Friday, November 2, 2012

Seven Days by Deon Meyer

48. – 680.) Seven Days by Deon Meyer – Captain Bennie Griessel of the elite Hawks unit of the SAPS (South African Police Services) crashed at 45. After years of his alcohol abuse his wife ended their marriage. With his life in shambles his superiors gave him a final chance but he would have to stop drinking. Griessel quit. As the book opens he has not had a drink for 226 days. He now lives in a tiny apartment with a few clothes. He is working to reassemble his life. He has met the singer Alexa Barnard at AA, another recovering alcoholic, and a tentative relationship has begun. This fragile existence is thrown into turmoil.
He is made the lead investigator into the second investigation of the death of Hanneke Sloet, a lovely young lawyer. The initial investigation had been unsuccessful. Now anonymous emails are threatening the police if they do not arrest the killer. The writer asserts the police are corrupt and concealing the killer, a communist. When the writer shoots a random police officer the whole police department is made available for the investigation.

The same evening Barnard, overwhelmed with feelings of insecurity, starts drinking again. Griessel stays with her overnight to attempt to return her to sobriety.

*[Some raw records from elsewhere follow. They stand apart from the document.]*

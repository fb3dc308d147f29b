//! Session Module
//!
//! Owns one session cache per open session. A cache lives exactly as long as
//! its session: opening creates an empty cache, closing drops it.

mod registry;

pub use registry::{SessionInfo, SessionRegistry};
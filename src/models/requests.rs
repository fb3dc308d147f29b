//! Request DTOs for the cache sidecar API
//!
//! Defines the path parameters of incoming requests.

use serde::Deserialize;

/// Path parameters of `/sessions/:session`
#[derive(Debug, Clone, Deserialize)]
pub struct SessionPath {
    pub session: String,
}

impl SessionPath {
    /// Returns an error message if validation fails, None if valid.
    pub fn validate(&self) -> Option<String> {
        if self.session.trim().is_empty() {
            return Some("Session id cannot be empty".to_string());
        }
        None
    }
}

/// Path parameters of `/sessions/:session/cache/:key`
#[derive(Debug, Clone, Deserialize)]
pub struct CachePath {
    pub session: String,
    /// Logical resource key, e.g. `dashboard` or `consultations_42`
    pub key: String,
}

impl CachePath {
    /// Returns an error message if validation fails, None if valid.
    pub fn validate(&self) -> Option<String> {
        if self.session.trim().is_empty() {
            return Some("Session id cannot be empty".to_string());
        }
        if self.key.is_empty() {
            return Some("Key cannot be empty".to_string());
        }
        None
    }
}
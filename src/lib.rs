//! Posyandu Cache - session-scoped data cache for the health-post client
//!
//! Provides a TTL-bounded read-through cache owned by each user session,
//! plus an HTTP sidecar hosting one cache per open session.

pub mod api;
pub mod cache;
pub mod config;
pub mod error;
pub mod keys;
pub mod models;
pub mod session;

pub use api::AppState;
pub use cache::{CacheConfig, SessionCache};
pub use config::Config;
pub use session::SessionRegistry;
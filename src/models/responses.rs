//! Response DTOs for the cache sidecar API
//!
//! Defines the structure of outgoing HTTP response bodies.

use serde::Serialize;
use serde_json::Value;

use crate::cache::CacheStats;
use crate::session::SessionInfo;

/// Response body for `GET /sessions/:session/cache/:key`
#[derive(Debug, Clone, Serialize)]
pub struct GetResponse {
    pub key: String,
    /// The cached payload, exactly as it was stored
    pub value: Value,
    /// Entry age in milliseconds at lookup time
    pub age_ms: u64,
}

impl GetResponse {
    pub fn new(key: impl Into<String>, value: Value, age_ms: u64) -> Self {
        Self {
            key: key.into(),
            value,
            age_ms,
        }
    }
}

/// Response body for `PUT /sessions/:session/cache/:key`
#[derive(Debug, Clone, Serialize)]
pub struct SetResponse {
    pub message: String,
    pub key: String,
}

impl SetResponse {
    pub fn new(key: impl Into<String>) -> Self {
        let key = key.into();
        Self {
            message: format!("Key '{}' cached", key),
            key,
        }
    }
}

/// Response body for the invalidate endpoints
#[derive(Debug, Clone, Serialize)]
pub struct InvalidateResponse {
    pub message: String,
    /// Invalidated key, absent when the whole cache was cleared
    #[serde(skip_serializing_if = "Option::is_none")]
    pub key: Option<String>,
}

impl InvalidateResponse {
    pub fn key(key: impl Into<String>) -> Self {
        let key = key.into();
        Self {
            message: format!("Key '{}' invalidated", key),
            key: Some(key),
        }
    }

    pub fn all() -> Self {
        Self {
            message: "All keys invalidated".to_string(),
            key: None,
        }
    }
}

/// Response body for opening and closing a session
#[derive(Debug, Clone, Serialize)]
pub struct SessionResponse {
    pub session: String,
    pub message: String,
}

impl SessionResponse {
    pub fn opened(session: impl Into<String>, created: bool) -> Self {
        let session = session.into();
        let message = if created {
            format!("Session '{}' opened", session)
        } else {
            format!("Session '{}' already open", session)
        };
        Self { session, message }
    }

    pub fn closed(session: impl Into<String>) -> Self {
        let session = session.into();
        Self {
            message: format!("Session '{}' closed", session),
            session,
        }
    }
}

/// Response body for `GET /sessions`
#[derive(Debug, Clone, Serialize)]
pub struct SessionsResponse {
    pub sessions: Vec<SessionInfo>,
}

/// Response body for `GET /sessions/:session/stats`
#[derive(Debug, Clone, Serialize)]
pub struct StatsResponse {
    pub hits: u64,
    pub misses: u64,
    pub expirations: u64,
    pub invalidations: u64,
    pub total_entries: usize,
    /// hits / (hits + misses)
    pub hit_rate: f64,
    pub ttl_ms: u64,
}

impl StatsResponse {
    pub fn new(stats: &CacheStats, ttl_ms: u64) -> Self {
        Self {
            hits: stats.hits,
            misses: stats.misses,
            expirations: stats.expirations,
            invalidations: stats.invalidations,
            total_entries: stats.total_entries,
            hit_rate: stats.hit_rate(),
            ttl_ms,
        }
    }
}

/// Response body for `GET /health`
#[derive(Debug, Clone, Serialize)]
pub struct HealthResponse {
    /// Health status (e.g., "healthy")
    pub status: String,
    /// Current timestamp in ISO 8601 format
    pub timestamp: String,
}

impl HealthResponse {
    pub fn healthy() -> Self {
        Self {
            status: "healthy".to_string(),
            timestamp: chrono::Utc::now().to_rfc3339(),
        }
    }
}
//! API Module
//!
//! HTTP handlers and routing for the session cache sidecar.
//!
//! # Endpoints
//! - `GET /health` - Health check endpoint
//! - `GET /sessions` - List open sessions
//! - `PUT /sessions/:session` - Open a session
//! - `DELETE /sessions/:session` - Close a session and drop its cache
//! - `GET /sessions/:session/cache/:key` - Read a fresh value
//! - `PUT /sessions/:session/cache/:key` - Store a JSON value
//! - `DELETE /sessions/:session/cache/:key` - Invalidate one key
//! - `DELETE /sessions/:session/cache` - Invalidate every key
//! - `GET /sessions/:session/stats` - Cache statistics
//!
//! # Session lifetime
//! A session and its cache stay in the registry until the client sends
//! `DELETE /sessions/:session` or the process shuts down. Clients must close
//! their session on logout; a page reload that skips the DELETE leaves the
//! session open, and reopening the same id reuses its cache.

pub mod handlers;
pub mod routes;

pub use handlers::*;
pub use routes::create_router;
//! Posyandu Cache - session cache sidecar
//!
//! Serves one TTL-bounded cache per open client session over HTTP.

use std::net::SocketAddr;

use anyhow::Context;
use tokio::signal;
use tracing::{error, info};
use tracing_subscriber::{layer::SubscriberExt, util::SubscriberInitExt};

use posyandu_cache::{api::create_router, AppState, Config};

/// Main entry point for the session cache sidecar.
///
/// # Startup Sequence
/// 1. Initialize tracing subscriber for logging
/// 2. Load configuration from environment variables
/// 3. Create the empty session registry
/// 4. Create Axum router with all endpoints
/// 5. Start HTTP server on configured port
/// 6. Handle graceful shutdown on SIGINT/SIGTERM
#[tokio::main]
async fn main() -> anyhow::Result<()> {
    // Defaults to "info" level, can be overridden with RUST_LOG env var
    tracing_subscriber::registry()
        .with(
            tracing_subscriber::EnvFilter::try_from_default_env()
                .unwrap_or_else(|_| "posyandu_cache=info,tower_http=info".into()),
        )
        .with(tracing_subscriber::fmt::layer())
        .init();

    info!("Starting Posyandu session cache");

    let config = Config::from_env();
    info!(
        "Configuration loaded: cache_ttl_ms={}, port={}",
        config.cache_ttl_ms, config.server_port
    );

    let state = AppState::from_config(&config);
    let app = create_router(state);

    let addr = SocketAddr::from(([0, 0, 0, 0], config.server_port));
    let listener = tokio::net::TcpListener::bind(addr)
        .await
        .with_context(|| format!("failed to bind {}", addr))?;
    info!("Server listening on http://{}", addr);

    axum::serve(listener, app)
        .with_graceful_shutdown(shutdown_signal())
        .await
        .context("server error")?;

    // Dropping the registry drops every open session cache
    info!("Server shutdown complete");
    Ok(())
}

/// Waits for shutdown signal (Ctrl+C or SIGTERM).
async fn shutdown_signal() {
    let ctrl_c = async {
        if let Err(err) = signal::ctrl_c().await {
            error!("Failed to listen for Ctrl+C: {}", err);
            std::future::pending::<()>().await;
        }
    };

    #[cfg(unix)]
    let terminate = async {
        match signal::unix::signal(signal::unix::SignalKind::terminate()) {
            Ok(mut stream) => {
                stream.recv().await;
            }
            Err(err) => {
                error!("Failed to install SIGTERM handler: {}", err);
                std::future::pending::<()>().await;
            }
        }
    };

    #[cfg(not(unix))]
    let terminate = std::future::pending::<()>();

    tokio::select! {
        _ = ctrl_c => {
            info!("Received Ctrl+C, initiating shutdown...");
        }
        _ = terminate => {
            info!("Received SIGTERM, initiating shutdown...");
        }
    }
}
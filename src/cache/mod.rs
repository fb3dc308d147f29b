//! Cache Module
//!
//! Session-scoped in-memory caching with strict TTL expiry.

mod clock;
mod entry;
mod stats;
mod store;

#[cfg(test)]
mod property_tests;

// Re-export public types
pub use clock::{Clock, ManualClock, SharedClock, SystemClock};
pub use entry::CacheEntry;
pub use stats::CacheStats;
pub use store::SessionCache;

// == Public Constants ==
/// Default freshness window: 5 minutes
pub const DEFAULT_TTL_MS: u64 = 5 * 60 * 1000;

// == Cache Config ==
/// Construction parameters for a [`SessionCache`].
#[derive(Debug, Clone, Copy, PartialEq, Eq)]
pub struct CacheConfig {
    /// Maximum entry age in milliseconds; an entry this old is absent
    pub ttl_ms: u64,
}

impl CacheConfig {
    pub fn new(ttl_ms: u64) -> Self {
        Self { ttl_ms }
    }
}

impl Default for CacheConfig {
    fn default() -> Self {
        Self::new(DEFAULT_TTL_MS)
    }
}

Griessel wants to help Barnard but his time is consumed by the investigation for the sniper, dubbed Solomon by the press because of quotes from the Bible in his emails, has vowed to shoot an officer each day.

Griessel hesitates a few minutes before reading the personal documents collected about Sloet:

Sloet would become flesh and blood, a person with a life, with emotions and regrets and few secrets. It would rob him of his distance, his objectivity, it would all become that bit more personal. That was where the trouble lay, the root of the evil. Because he knew what came next. The case had been easier from the start. He hadn’t been at the scene of the murder. He hadn’t stood beside her, and seen the terrible fragility of the female body, her expression caught at the moment of death. He hadn’t smelled the blood and perfume and decomposition. He hadn’t lived her last moments with her in his mind, felt her acute fear of the darkness of death, or heard the silent scream they all uttered when they lost that final grip on life.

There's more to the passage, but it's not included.